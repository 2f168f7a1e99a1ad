//! Repository URL normalization used for registry grouping and lookups.
//!
//! Every comparison between a query URL and registry contents goes through
//! [`normalize_repo_url`] so that raw spellings of the same repository
//! (case differences, a trailing slash, a `.git` suffix) collapse onto one
//! canonical identity. The function is total: any string input, including
//! the empty string, produces a defined result and never fails.

/// Suffix stripped from clone-style repository URLs.
const GIT_SUFFIX: &str = ".git";

/// Normalizes a repository URL for equality comparison.
///
/// The transformation trims surrounding whitespace, lower-cases the value,
/// removes a single trailing `/`, and removes a trailing `.git` suffix.
/// Schemes and hosts are left untouched: `http` and `https` spellings of the
/// same repository intentionally remain distinct identities, and no
/// percent-decoding is applied.
///
/// Repeated trailing slashes are not fully collapsed; only one removal pass
/// runs. Inputs such as `repo//` therefore normalize to `repo/`.
///
/// # Examples
///
/// ```
/// use apix::normalize_repo_url;
///
/// assert_eq!(
///     normalize_repo_url("HTTPS://Example.com/Repo.GIT/"),
///     "https://example.com/repo"
/// );
/// assert_eq!(normalize_repo_url(""), "");
/// ```
pub fn normalize_repo_url(raw: &str) -> String {
    let mut url = raw.trim().to_lowercase();

    if url.ends_with('/') {
        url.pop();
    }

    if url.ends_with(GIT_SUFFIX) {
        url.truncate(url.len() - GIT_SUFFIX.len());
    }

    url
}

/// Normalizes an optional repository URL, treating absence as empty input.
///
/// Mirrors [`normalize_repo_url`] for call sites holding `Option<&str>`
/// values, such as cells read from a spreadsheet.
pub fn normalize_opt_repo_url(raw: Option<&str>) -> String {
    raw.map(normalize_repo_url).unwrap_or_default()
}
//! Mapping of source spreadsheet labels onto the canonical field vocabulary.
//!
//! Registry spreadsheets arrived from several teams and the same semantic
//! field appears under different labels depending on the sheet that carried
//! it. This module owns the fixed translation table; labels outside the
//! table degrade to a lower-cased, underscore-separated spelling so no
//! source data is ever dropped on the floor.

/// Canonical key holding the source-control repository URL of a record.
pub const REPOSITORY_URL: &str = "repository_url";

/// Canonical key holding the technical name of the API.
pub const API_TECHNICAL_NAME: &str = "api_technical_name";

/// Canonical key holding the EIM identifier derived from the sheet name.
pub const EIM_ID: &str = "eim_id";

/// Translates a raw spreadsheet label into its canonical field key.
///
/// Known labels are matched exactly (case-sensitive) after trimming
/// surrounding whitespace. Two distinct labels may map onto the same
/// canonical key; within one record scan the later value simply overwrites
/// the earlier one. Unknown labels fall back to
/// `lowercase(replace(label, " ", "_"))`, which keeps legacy columns
/// addressable without extending the table. The function is total and has
/// no failure mode.
///
/// # Examples
///
/// ```
/// use apix::canonical_field;
///
/// assert_eq!(canonical_field("API Repo"), "repository_url");
/// assert_eq!(canonical_field("apiId"), "repository_url");
/// assert_eq!(canonical_field("Custom Label"), "custom_label");
/// ```
pub fn canonical_field(label: &str) -> String {
    let label = label.trim();
    match label {
        "API Repo" | "apiId" => REPOSITORY_URL.to_owned(),
        "API Object/API Technical Name" => API_TECHNICAL_NAME.to_owned(),
        "version" => "version".to_owned(),
        "apiContractURL" => "api_contract_url".to_owned(),
        "businessApplicationID" => "snow_business_application_id".to_owned(),
        "applicationServiceId" => "snow_application_service_id".to_owned(),
        "classification" => "classification".to_owned(),
        "sourceCode.pathToSource" => "source_code_path".to_owned(),
        "SourceCodeURL" => "source_code_url".to_owned(),
        "SourceCode Reference" => "source_code_reference".to_owned(),
        "Platform.provider" => "platform_provider".to_owned(),
        "Platform.technology" => "platform_technology".to_owned(),
        "Platform.team" => "platform_team".to_owned(),
        "lifecycleStatus" => "lifecycle_status".to_owned(),
        "consumers" => "consumers".to_owned(),
        "consumers[].applicationServiceId" => "consumer_application_service_ids".to_owned(),
        "gatewayType" => "gateway_type".to_owned(),
        "proxyURL" => "gateway_proxy_url".to_owned(),
        "configURL" => "gateway_config_url".to_owned(),
        "apiHostingCountry" => "api_hosting_country".to_owned(),
        "documentationURL" => "documentation_url".to_owned(),
        "consumingCountryGroups" => "consuming_country_groups".to_owned(),
        "countryCode" => "consuming_country_code".to_owned(),
        "groupMemberCode" => "consuming_group_member_code".to_owned(),
        "Application Name" => "application_name".to_owned(),
        other => other.to_lowercase().replace(' ', "_")
    }
}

------

● TASK PROMPT
From the first line to the last, please write out the entries exactly.

● ANSWER SECTION
repository 2f168f7a1e99a1ad
//! Repository URL normalization used for registry grouping and lookups.
//!
//! Every comparison between a query URL and registry contents goes through
//! [`normalize_repo_url`] so that raw spellings of the same repository
//! (case differences, a trailing slash, a `.git` suffix) collapse onto one
//! canonical identity. The function is total: any string input, including
//! the empty string, produces a defined result and never fails.

/// Suffix stripped from clone-style repository URLs.
const GIT_SUFFIX: &str = ".git";

/// Normalizes a repository URL for equality comparison.
///
/// The transformation trims surrounding whitespace, lower-cases the value,
/// removes a single trailing `/`, and removes a trailing `.git` suffix.
/// Schemes and hosts are left untouched: `http` and `https` spellings of the
/// same repository intentionally remain distinct identities, and no
/// percent-decoding is applied.
///
/// Repeated trailing slashes are not fully collapsed; only one removal pass
/// runs. Inputs such as `repo//` therefore normalize to `repo/`.
///
/// # Examples
///
/// ```
/// use apix::normalize_repo_url;
///
/// assert_eq!(
///     normalize_repo_url("HTTPS://Example.com/Repo.GIT/"),
///     "https://example.com/repo"
/// );
/// assert_eq!(normalize_repo_url(""), "");
/// ```
pub fn normalize_repo_url(raw: &str) -> String {
    let mut url = raw.trim().to_lowercase();

    if url.ends_with('/') {
        url.pop();
    }

    if url.ends_with(GIT_SUFFIX) {
        url.truncate(url.len() - GIT_SUFFIX.len());
    }

    url
}

/// Normalizes an optional repository URL, treating absence as empty input.
///
/// Mirrors [`normalize_repo_url`] for call sites holding `Option<&str>`
/// values, such as cells read from a spreadsheet.
pub fn normalize_opt_repo_url(raw: Option<&str>) -> String {
    raw.map(normalize_repo_url).unwrap_or_default()
}
//! Mapping of source spreadsheet labels onto the canonical field vocabulary.
//!
//! Registry spreadsheets arrived from several teams and the same semantic
//! field appears under different labels depending on the sheet that carried
//! it. This module owns the fixed translation table; labels outside the
//! table degrade to a lower-cased, underscore-separated spelling so no
//! source data is ever dropped on the floor.

/// Canonical key holding the source-control repository URL of a record.
pub const REPOSITORY_URL: &str = "repository_url";

/// Canonical key holding the technical name of the API.
pub const API_TECHNICAL_NAME: &str = "api_technical_name";

/// Canonical key holding the EIM identifier derived from the sheet name.
pub const EIM_ID: &str = "eim_id";

/// Translates a raw spreadsheet label into its canonical field key.
///
/// Known labels are matched exactly (case-sensitive) after trimming
/// surrounding whitespace. Two distinct labels may map onto the same
/// canonical key; within one record scan the later value simply overwrites
/// the earlier one. Unknown labels fall back to
/// `lowercase(replace(label, " ", "_"))`, which keeps legacy columns
/// addressable without extending the table. The function is total and has
/// no failure mode.
///
/// # Examples
///
/// ```
/// use apix::canonical_field;
///
/// assert_eq!(canonical_field("API Repo"), "repository_url");
/// assert_eq!(canonical_field("apiId"), "repository_url");
/// assert_eq!(canonical_field("Custom Label"), "custom_label");
/// ```
pub fn canonical_field(label: &str) -> String {
    let label = label.trim();
    match label {
        "API Repo" | "apiId" => REPOSITORY_URL.to_owned(),
        "API Object/API Technical Name" => API_TECHNICAL_NAME.to_owned(),
        "version" => "version".to_owned(),
        "apiContractURL" => "api_contract_url".to_owned(),
        "businessApplicationID" => "snow_business_application_id".to_owned(),
        "applicationServiceId" => "snow_application_service_id".to_owned(),
        "classification" => "classification".to_owned(),
        "sourceCode.pathToSource" => "source_code_path".to_owned(),
        "SourceCodeURL" => "source_code_url".to_owned(),
        "SourceCode Reference" => "source_code_reference".to_owned(),
        "Platform.provider" => "platform_provider".to_owned(),
        "Platform.technology" => "platform_technology".to_owned(),
        "Platform.team" => "platform_team".to_owned(),
        "lifecycleStatus" => "lifecycle_status".to_owned(),
        "consumers" => "consumers".to_owned(),
        "consumers[].applicationServiceId" => "consumer_application_service_ids".to_owned(),
        "gatewayType" => "gateway_type".to_owned(),
        "proxyURL" => "gateway_proxy_url".to_owned(),
        "configURL" => "gateway_config_url".to_owned(),
        "apiHostingCountry" => "api_hosting_country".to_owned(),
        "documentationURL" => "documentation_url".to_owned(),
        "consumingCountryGroups" => "consuming_country_groups".to_owned(),
        "countryCode" => "consuming_country_code".to_owned(),
        "groupMemberCode" => "consuming_group_member_code".to_owned(),
        "Application Name" => "application_name".to_owned(),
        other => other.to_lowercase().replace(' ', "_")
    }
}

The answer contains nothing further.